Entre 2014 e 2021, aconteceram as Marchas pelo Direito ao Retorno. No 30 de março de 2018 (o Dia da Terra), palestinos/as na Faixa de Gaza começaram a realizar protestos regulares, exigindo o fim do bloqueio que Israel impôs à Faixa desde 2007 e o direito (reconhecido internacionalmente) de retornarem para suas casas e terras. Os protestos continuaram até o final de 2019. A cada manifestação, o “Estado de Israel” posicionava dezenas de atiradores ao longo da cerca. A orientação era abrir fogo letal contra qualquer pessoa que tentasse se aproximar da cerca ou danificá-la. E assim foi feito: o “Estado de Israel” usou fogo real contra manifestantes desarmados. Como resultado, 223 palestinos, 46 deles com menos de 18 anos, foram mortos e cerca de 8 mil ficaram feridos.
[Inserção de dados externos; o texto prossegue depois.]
//! Shared test fixtures for integration tests.

#![allow(dead_code)]

use home_energy_sim::config::ScenarioConfig;
use home_energy_sim::devices::{Device, DeviceKind};
use home_energy_sim::sim::types::{SimConfig, TelemetrySnapshot};
use home_energy_sim::sim::{Engine, TickReport};

/// Id of the battery used by [`single_battery_engine`].
pub const BATTERY_ID: &str = "PW-001";

/// Default engine configuration (1 s ticks, 60x, one simulated minute per
/// tick).
pub fn default_config(seed: u64) -> SimConfig {
    SimConfig::new(1000, 60, seed)
}

/// Home battery with an 8.5 kW array.
pub fn home_battery(id: &str) -> Device {
    let mut device = Device::new(id, DeviceKind::BatteryStorage);
    device.solar_capacity_kw = 8.5;
    device
}

/// Engine holding a single home battery.
pub fn single_battery_engine(seed: u64) -> Engine {
    Engine::with_devices(default_config(seed), [home_battery(BATTERY_ID)])
        .expect("fixture device registers")
}

/// Engine holding the demo fleet.
pub fn demo_engine(seed: u64) -> Engine {
    let mut scenario = ScenarioConfig::demo();
    scenario.simulation.seed = seed;
    Engine::with_devices(scenario.to_sim_config(), scenario.to_devices())
        .expect("demo fleet registers")
}

/// Runs `n` ticks and returns the last report.
pub fn run(engine: &Engine, n: u64) -> TickReport {
    let mut last = TickReport::default();
    for _ in 0..n {
        last = engine.tick();
    }
    last
}

/// Asserts the physical bounds every snapshot must satisfy.
pub fn assert_physical(s: &TelemetrySnapshot) {
    assert!(
        (0.0..=100.0).contains(&s.battery_charge_percent),
        "charge out of range: {s}"
    );
    assert!(
        (0.0..=100.0).contains(&s.state_of_health_percent),
        "health out of range: {s}"
    );
    assert!(s.solar_power_kw >= 0.0, "negative solar: {s}");
    assert!(s.home_power_kw >= 0.0, "negative load: {s}");
    assert!(
        s.balance_residual_kw().abs() <= 1e-3,
        "energy balance residual {}: {s}",
        s.balance_residual_kw()
    );
}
A grande maioria das pessoas mortas ou feridas não representava nenhuma ameaça para os soldados blindados que estavam do outro lado da cerca. Os massacres de 2014 e os relacionados à Marcha do Retorno estão sendo julgados pela Corte Penal Internacional. Esperemos que, em 2022, a Corte reconheça os crimes contra a humanidade praticados por Israel.
Agora, portanto, vale a pena refazer os cálculos. Entre 2014 e maio de 2021, tivemos os massacres durante as Marchas do Retorno (de 2018 a 2019). Então, as políticas genocidas (matar em grande quantidade, em um curto período de tempo) foram implementadas em 2014, 2018, 2019 e 2021.
Quando se discute a questão palestina, geralmente, se recorre aos relatos de crimes cometidos pelo “Estado de Israel” em 1948 e 1967, ou a momentos históricos marcantes (por exemplo, os Acordos de Oslo). É como se houvesse um tipo de normalização ou anestesia política, como se os massacres de hoje não tivessem o mesmo estatuto dos praticados no passado. Aqui, na temporalidade que habitamos, assistimos a um genocídio continuado.
i MASALHA, Nur. Expulsão dos palestinos. O conceito de ‘transferência’ no pensamento sionista (1882-1948). São Paulo: Sudermann/MEMO/FLP, 2021.
ii PAPPÉ, Ilan. A limpeza étnica da Palestina. São Paulo: Sundermann, 2016.